[Stored data]
■ ■ ■ ■
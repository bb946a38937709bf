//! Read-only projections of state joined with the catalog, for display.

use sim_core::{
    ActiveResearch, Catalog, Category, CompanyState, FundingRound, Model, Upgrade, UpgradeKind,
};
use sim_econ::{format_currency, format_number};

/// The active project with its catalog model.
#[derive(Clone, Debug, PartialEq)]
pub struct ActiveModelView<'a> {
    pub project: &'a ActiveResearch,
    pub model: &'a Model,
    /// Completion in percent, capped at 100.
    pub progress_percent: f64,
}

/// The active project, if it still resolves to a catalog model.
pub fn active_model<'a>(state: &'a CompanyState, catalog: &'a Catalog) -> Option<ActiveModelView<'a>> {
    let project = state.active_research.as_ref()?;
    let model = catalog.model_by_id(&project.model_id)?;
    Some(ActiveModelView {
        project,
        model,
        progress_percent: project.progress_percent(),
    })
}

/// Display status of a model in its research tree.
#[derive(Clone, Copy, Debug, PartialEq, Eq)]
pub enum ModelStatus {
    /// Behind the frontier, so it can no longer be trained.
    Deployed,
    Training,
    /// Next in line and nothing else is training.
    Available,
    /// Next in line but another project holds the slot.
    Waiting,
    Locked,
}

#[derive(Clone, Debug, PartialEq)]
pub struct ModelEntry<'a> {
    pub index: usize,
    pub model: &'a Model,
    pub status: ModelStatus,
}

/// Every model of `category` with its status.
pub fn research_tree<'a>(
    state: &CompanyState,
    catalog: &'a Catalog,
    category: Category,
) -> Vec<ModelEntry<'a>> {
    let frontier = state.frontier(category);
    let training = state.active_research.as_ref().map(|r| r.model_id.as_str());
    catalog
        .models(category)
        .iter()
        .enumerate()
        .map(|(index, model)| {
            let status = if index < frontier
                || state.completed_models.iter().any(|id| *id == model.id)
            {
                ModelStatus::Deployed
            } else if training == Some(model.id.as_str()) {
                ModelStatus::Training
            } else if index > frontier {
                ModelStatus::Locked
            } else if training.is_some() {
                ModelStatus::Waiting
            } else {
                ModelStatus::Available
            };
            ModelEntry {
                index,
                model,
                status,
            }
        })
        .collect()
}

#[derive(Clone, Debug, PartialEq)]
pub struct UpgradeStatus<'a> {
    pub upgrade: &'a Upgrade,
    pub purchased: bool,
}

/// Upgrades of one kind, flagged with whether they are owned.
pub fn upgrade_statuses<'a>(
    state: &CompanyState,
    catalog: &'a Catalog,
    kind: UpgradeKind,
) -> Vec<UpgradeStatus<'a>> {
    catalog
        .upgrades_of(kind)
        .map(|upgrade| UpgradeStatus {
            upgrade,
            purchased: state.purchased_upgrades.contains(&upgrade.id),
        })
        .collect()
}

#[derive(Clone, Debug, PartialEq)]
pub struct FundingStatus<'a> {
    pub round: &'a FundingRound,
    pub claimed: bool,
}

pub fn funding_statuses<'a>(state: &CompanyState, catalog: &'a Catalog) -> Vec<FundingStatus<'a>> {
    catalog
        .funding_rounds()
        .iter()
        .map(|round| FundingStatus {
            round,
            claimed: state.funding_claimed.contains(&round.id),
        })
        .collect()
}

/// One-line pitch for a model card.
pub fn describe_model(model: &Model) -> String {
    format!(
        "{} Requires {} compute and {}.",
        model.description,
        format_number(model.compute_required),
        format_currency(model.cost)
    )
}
■ ■ ■ ■
» WORK ITEM:
Write the entries above out again, verbatim.

» SOLUTION FOR THIS PROBLEM:
repository bb946a38937709bf
//! Read-only projections of state joined with the catalog, for display.

use sim_core::{
    ActiveResearch, Catalog, Category, CompanyState, FundingRound, Model, Upgrade, UpgradeKind,
};
use sim_econ::{format_currency, format_number};

/// The active project with its catalog model.
#[derive(Clone, Debug, PartialEq)]
pub struct ActiveModelView<'a> {
    pub project: &'a ActiveResearch,
    pub model: &'a Model,
    /// Completion in percent, capped at 100.
    pub progress_percent: f64,
}

/// The active project, if it still resolves to a catalog model.
pub fn active_model<'a>(state: &'a CompanyState, catalog: &'a Catalog) -> Option<ActiveModelView<'a>> {
    let project = state.active_research.as_ref()?;
    let model = catalog.model_by_id(&project.model_id)?;
    Some(ActiveModelView {
        project,
        model,
        progress_percent: project.progress_percent(),
    })
}

/// Display status of a model in its research tree.
#[derive(Clone, Copy, Debug, PartialEq, Eq)]
pub enum ModelStatus {
    /// Behind the frontier, so it can no longer be trained.
    Deployed,
    Training,
    /// Next in line and nothing else is training.
    Available,
    /// Next in line but another project holds the slot.
    Waiting,
    Locked,
}

#[derive(Clone, Debug, PartialEq)]
pub struct ModelEntry<'a> {
    pub index: usize,
    pub model: &'a Model,
    pub status: ModelStatus,
}

/// Every model of `category` with its status.
pub fn research_tree<'a>(
    state: &CompanyState,
    catalog: &'a Catalog,
    category: Category,
) -> Vec<ModelEntry<'a>> {
    let frontier = state.frontier(category);
    let training = state.active_research.as_ref().map(|r| r.model_id.as_str());
    catalog
        .models(category)
        .iter()
        .enumerate()
        .map(|(index, model)| {
            let status = if index < frontier
                || state.completed_models.iter().any(|id| *id == model.id)
            {
                ModelStatus::Deployed
            } else if training == Some(model.id.as_str()) {
                ModelStatus::Training
            } else if index > frontier {
                ModelStatus::Locked
            } else if training.is_some() {
                ModelStatus::Waiting
            } else {
                ModelStatus::Available
            };
            ModelEntry {
                index,
                model,
                status,
            }
        })
        .collect()
}

#[derive(Clone, Debug, PartialEq)]
pub struct UpgradeStatus<'a> {
    pub upgrade: &'a Upgrade,
    pub purchased: bool,
}

/// Upgrades of one kind, flagged with whether they are owned.
pub fn upgrade_statuses<'a>(
    state: &CompanyState,
    catalog: &'a Catalog,
    kind: UpgradeKind,
) -> Vec<UpgradeStatus<'a>> {
    catalog
        .upgrades_of(kind)
        .map(|upgrade| UpgradeStatus {
            upgrade,
            purchased: state.purchased_upgrades.contains(&upgrade.id),
        })
        .collect()
}

#[derive(Clone, Debug, PartialEq)]
pub struct FundingStatus<'a> {
    pub round: &'a FundingRound,
    pub claimed: bool,
}

pub fn funding_statuses<'a>(state: &CompanyState, catalog: &'a Catalog) -> Vec<FundingStatus<'a>> {
    catalog
        .funding_rounds()
        .iter()
        .map(|round| FundingStatus {
            round,
            claimed: state.funding_claimed.contains(&round.id),
        })
        .collect()
}

/// One-line pitch for a model card.
pub fn describe_model(model: &Model) -> String {
    format!(
        "{} Requires {} compute and {}.",
        model.description,
        format_number(model.compute_required),
        format_currency(model.cost)
    )
}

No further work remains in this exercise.